--- PROBLEM REQUIREMENTS ---
Exact repetition is required: output every record in full.

Stored data
□ □ □ □ □

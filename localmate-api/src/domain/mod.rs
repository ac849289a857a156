mod task;
mod time_entry;

pub use task::*;
pub use time_entry::*;
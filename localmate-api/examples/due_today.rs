use localmate_api::{authenticate, LocalMateClient};
use std::env;
use std::error::Error;

#[tokio::main]
async fn main() -> Result<(), Box<dyn Error>> {
    let base_url =
        env::var("LOCALMATE_URL").unwrap_or_else(|_| "http://localhost:8000/api".to_string());
    let username = env::var("LOCALMATE_USER")?;
    let password = env::var("LOCALMATE_PASSWORD")?;

    let session = authenticate(&base_url, &username, &password).await?;
    let client = LocalMateClient::new(&base_url, &session.token);

    let today = time::OffsetDateTime::now_utc().date();
    let tasks = client.list_tasks().await?;

    println!("Tasks due {} for {}:", today, session.username);
    for task in tasks.iter().filter(|t| t.due_date.date() <= today) {
        let marker = if task.is_completed { "x" } else { " " };
        println!("  [{}] #{} {}", marker, task.id, task.title);
    }

    Ok(())
}
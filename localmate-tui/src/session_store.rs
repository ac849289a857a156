use anyhow::{Context, Result};
use localmate_api::Session;
use serde::{Deserialize, Serialize};
use std::path::{Path, PathBuf};
#[cfg(unix)]
use std::{io::Write, os::unix::fs::OpenOptionsExt};

/// Snapshot of a running countdown, persisted so a restarted client can
/// resume it. Cleared on stop and on completion.
#[derive(Debug, Clone, Serialize, Deserialize)]
pub struct TimerSnapshot {
    pub task_id: i64,
    pub task_title: String,
    pub duration_minutes: u32,
    /// Absolute end time as a unix timestamp (UTC seconds).
    pub end_at_unix: i64,
}

fn root_path() -> Result<PathBuf> {
    Ok(dirs::config_dir()
        .context("Cannot determine config directory")?
        .join("localmate-tui"))
}

fn secure_write(path: &Path, content: &str) -> Result<()> {
    if let Some(parent) = path.parent() {
        std::fs::create_dir_all(parent)?;
    }

    #[cfg(unix)]
    {
        std::fs::OpenOptions::new()
            .write(true)
            .create(true)
            .truncate(true)
            .mode(0o600)
            .open(path)?
            .write_all(content.as_bytes())?;
    }

    #[cfg(not(unix))]
    {
        std::fs::write(path, content)?;
    }

    Ok(())
}

pub fn session_path() -> Result<PathBuf> {
    Ok(root_path()?.join("session.toml"))
}

pub fn timer_path() -> Result<PathBuf> {
    Ok(root_path()?.join("timer.toml"))
}

pub fn load_session() -> Result<Option<Session>> {
    let path = session_path()?;
    if !path.exists() {
        return Ok(None);
    }

    let raw = std::fs::read_to_string(&path).context("Failed to read session file")?;
    let session: Session = toml::from_str(&raw).context("Failed to parse session file")?;
    if session.token.is_empty() {
        return Ok(None);
    }
    Ok(Some(session))
}

pub fn save_session(session: &Session) -> Result<()> {
    let path = session_path()?;
    let raw = toml::to_string_pretty(session)?;
    secure_write(path.as_path(), &raw)
}

pub fn clear_session() -> Result<()> {
    let path = session_path()?;
    if path.exists() {
        std::fs::remove_file(path)?;
    }
    Ok(())
}

pub fn load_timer_snapshot() -> Result<Option<TimerSnapshot>> {
    let path = timer_path()?;
    if !path.exists() {
        return Ok(None);
    }

    let raw = std::fs::read_to_string(&path).context("Failed to read timer snapshot")?;
    let snapshot = toml::from_str(&raw).context("Failed to parse timer snapshot")?;
    Ok(Some(snapshot))
}

pub fn save_timer_snapshot(snapshot: &TimerSnapshot) -> Result<()> {
    let path = timer_path()?;
    let raw = toml::to_string_pretty(snapshot)?;
    secure_write(path.as_path(), &raw)
}

pub fn clear_timer_snapshot() -> Result<()> {
    let path = timer_path()?;
    if path.exists() {
        std::fs::remove_file(path)?;
    }
    Ok(())
}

□ □ □ □ □

--- TASK SOLUTION ---
filename localmate-api/src/domain/mod.rs
repository ac849289a857a156
mod task;
mod time_entry;

pub use task::*;
pub use time_entry::*;
filename localmate-api/examples/due_today.rs
use localmate_api::{authenticate, LocalMateClient};
use std::env;
use std::error::Error;

#[tokio::main]
async fn main() -> Result<(), Box<dyn Error>> {
    let base_url =
        env::var("LOCALMATE_URL").unwrap_or_else(|_| "http://localhost:8000/api".to_string());
    let username = env::var("LOCALMATE_USER")?;
    let password = env::var("LOCALMATE_PASSWORD")?;

    let session = authenticate(&base_url, &username, &password).await?;
    let client = LocalMateClient::new(&base_url, &session.token);

    let today = time::OffsetDateTime::now_utc().date();
    let tasks = client.list_tasks().await?;

    println!("Tasks due {} for {}:", today, session.username);
    for task in tasks.iter().filter(|t| t.due_date.date() <= today) {
        let marker = if task.is_completed { "x" } else { " " };
        println!("  [{}] #{} {}", marker, task.id, task.title);
    }

    Ok(())
}
filename localmate-tui/src/session_store.rs
repository ac849289a857a156
use anyhow::{Context, Result};
use localmate_api::Session;
use serde::{Deserialize, Serialize};
use std::path::{Path, PathBuf};
#[cfg(unix)]
use std::{io::Write, os::unix::fs::OpenOptionsExt};

/// Snapshot of a running countdown, persisted so a restarted client can
/// resume it. Cleared on stop and on completion.
#[derive(Debug, Clone, Serialize, Deserialize)]
pub struct TimerSnapshot {
    pub task_id: i64,
    pub task_title: String,
    pub duration_minutes: u32,
    /// Absolute end time as a unix timestamp (UTC seconds).
    pub end_at_unix: i64,
}

fn root_path() -> Result<PathBuf> {
    Ok(dirs::config_dir()
        .context("Cannot determine config directory")?
        .join("localmate-tui"))
}

fn secure_write(path: &Path, content: &str) -> Result<()> {
    if let Some(parent) = path.parent() {
        std::fs::create_dir_all(parent)?;
    }

    #[cfg(unix)]
    {
        std::fs::OpenOptions::new()
            .write(true)
            .create(true)
            .truncate(true)
            .mode(0o600)
            .open(path)?
            .write_all(content.as_bytes())?;
    }

    #[cfg(not(unix))]
    {
        std::fs::write(path, content)?;
    }

    Ok(())
}

pub fn session_path() -> Result<PathBuf> {
    Ok(root_path()?.join("session.toml"))
}

pub fn timer_path() -> Result<PathBuf> {
    Ok(root_path()?.join("timer.toml"))
}

pub fn load_session() -> Result<Option<Session>> {
    let path = session_path()?;
    if !path.exists() {
        return Ok(None);
    }

    let raw = std::fs::read_to_string(&path).context("Failed to read session file")?;
    let session: Session = toml::from_str(&raw).context("Failed to parse session file")?;
    if session.token.is_empty() {
        return Ok(None);
    }
    Ok(Some(session))
}

pub fn save_session(session: &Session) -> Result<()> {
    let path = session_path()?;
    let raw = toml::to_string_pretty(session)?;
    secure_write(path.as_path(), &raw)
}

pub fn clear_session() -> Result<()> {
    let path = session_path()?;
    if path.exists() {
        std::fs::remove_file(path)?;
    }
    Ok(())
}

pub fn load_timer_snapshot() -> Result<Option<TimerSnapshot>> {
    let path = timer_path()?;
    if !path.exists() {
        return Ok(None);
    }

    let raw = std::fs::read_to_string(&path).context("Failed to read timer snapshot")?;
    let snapshot = toml::from_str(&raw).context("Failed to parse timer snapshot")?;
    Ok(Some(snapshot))
}

pub fn save_timer_snapshot(snapshot: &TimerSnapshot) -> Result<()> {
    let path = timer_path()?;
    let raw = toml::to_string_pretty(snapshot)?;
    secure_write(path.as_path(), &raw)
}

pub fn clear_timer_snapshot() -> Result<()> {
    let path = timer_path()?;
    if path.exists() {
        std::fs::remove_file(path)?;
    }
    Ok(())
}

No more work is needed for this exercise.